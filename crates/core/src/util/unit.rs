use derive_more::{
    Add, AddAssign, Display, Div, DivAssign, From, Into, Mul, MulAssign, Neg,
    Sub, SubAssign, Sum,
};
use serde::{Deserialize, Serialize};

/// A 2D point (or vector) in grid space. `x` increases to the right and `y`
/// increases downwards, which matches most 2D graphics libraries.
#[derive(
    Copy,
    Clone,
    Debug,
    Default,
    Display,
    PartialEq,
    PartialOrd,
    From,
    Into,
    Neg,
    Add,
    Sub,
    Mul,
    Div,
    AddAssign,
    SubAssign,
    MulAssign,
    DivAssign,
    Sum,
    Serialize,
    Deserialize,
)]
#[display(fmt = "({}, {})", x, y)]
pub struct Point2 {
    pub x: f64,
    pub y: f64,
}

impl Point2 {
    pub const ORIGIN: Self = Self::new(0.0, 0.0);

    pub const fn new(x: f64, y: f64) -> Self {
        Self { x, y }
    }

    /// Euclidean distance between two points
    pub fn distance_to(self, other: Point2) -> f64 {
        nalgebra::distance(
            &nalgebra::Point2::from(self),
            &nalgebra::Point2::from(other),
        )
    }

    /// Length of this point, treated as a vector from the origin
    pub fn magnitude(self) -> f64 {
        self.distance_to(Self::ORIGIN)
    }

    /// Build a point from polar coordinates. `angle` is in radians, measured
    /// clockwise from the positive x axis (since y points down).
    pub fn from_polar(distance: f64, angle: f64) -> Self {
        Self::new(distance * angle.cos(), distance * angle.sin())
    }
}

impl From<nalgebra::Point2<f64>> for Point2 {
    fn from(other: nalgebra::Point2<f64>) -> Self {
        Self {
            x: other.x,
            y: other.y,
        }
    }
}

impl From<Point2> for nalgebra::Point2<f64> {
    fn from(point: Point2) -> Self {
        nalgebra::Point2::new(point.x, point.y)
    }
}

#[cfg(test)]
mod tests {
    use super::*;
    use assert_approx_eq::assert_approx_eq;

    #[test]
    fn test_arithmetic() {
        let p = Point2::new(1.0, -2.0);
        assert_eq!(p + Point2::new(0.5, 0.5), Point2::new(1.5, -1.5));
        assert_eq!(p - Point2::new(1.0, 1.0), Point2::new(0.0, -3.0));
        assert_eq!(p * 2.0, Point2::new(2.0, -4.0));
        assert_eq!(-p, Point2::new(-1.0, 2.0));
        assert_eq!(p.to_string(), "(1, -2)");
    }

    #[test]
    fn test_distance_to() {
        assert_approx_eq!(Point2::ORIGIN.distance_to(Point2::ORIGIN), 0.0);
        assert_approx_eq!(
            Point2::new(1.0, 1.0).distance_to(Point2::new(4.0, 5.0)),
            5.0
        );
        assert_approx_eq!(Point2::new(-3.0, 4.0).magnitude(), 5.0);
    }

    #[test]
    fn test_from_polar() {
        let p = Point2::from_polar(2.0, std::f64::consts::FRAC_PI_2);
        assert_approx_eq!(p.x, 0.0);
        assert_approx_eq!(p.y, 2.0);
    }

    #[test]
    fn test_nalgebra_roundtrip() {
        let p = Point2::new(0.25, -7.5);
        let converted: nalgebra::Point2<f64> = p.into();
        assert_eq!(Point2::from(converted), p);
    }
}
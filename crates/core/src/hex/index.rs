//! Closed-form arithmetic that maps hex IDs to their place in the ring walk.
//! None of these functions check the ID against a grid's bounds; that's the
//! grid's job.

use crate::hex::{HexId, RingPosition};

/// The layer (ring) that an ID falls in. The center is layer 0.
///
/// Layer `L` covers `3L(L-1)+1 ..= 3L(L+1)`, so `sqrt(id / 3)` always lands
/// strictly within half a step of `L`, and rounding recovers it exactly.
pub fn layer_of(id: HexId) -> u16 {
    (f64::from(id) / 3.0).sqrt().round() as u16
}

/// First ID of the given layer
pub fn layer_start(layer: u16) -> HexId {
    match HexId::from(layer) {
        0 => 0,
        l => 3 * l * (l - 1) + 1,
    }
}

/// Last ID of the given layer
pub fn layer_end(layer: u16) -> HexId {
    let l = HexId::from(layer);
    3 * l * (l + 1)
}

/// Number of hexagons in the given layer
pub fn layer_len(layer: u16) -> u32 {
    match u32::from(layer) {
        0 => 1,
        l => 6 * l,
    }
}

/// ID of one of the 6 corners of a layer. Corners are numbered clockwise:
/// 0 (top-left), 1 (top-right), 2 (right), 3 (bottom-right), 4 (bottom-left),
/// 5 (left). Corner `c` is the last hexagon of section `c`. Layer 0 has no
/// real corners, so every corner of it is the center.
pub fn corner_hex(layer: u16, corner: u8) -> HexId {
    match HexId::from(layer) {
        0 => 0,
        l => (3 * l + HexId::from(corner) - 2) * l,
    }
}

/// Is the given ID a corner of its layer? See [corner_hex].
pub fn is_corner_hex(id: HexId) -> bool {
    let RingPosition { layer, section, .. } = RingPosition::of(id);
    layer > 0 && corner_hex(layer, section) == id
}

_Exercise_
Scan the entries above for the word "that", then copy every line in which it occurs.

_Response to this exercise_
//! Closed-form arithmetic that maps hex IDs to their place in the ring walk.
//! None of these functions check the ID against a grid's bounds; that's the
/// The layer (ring) that an ID falls in. The center is layer 0.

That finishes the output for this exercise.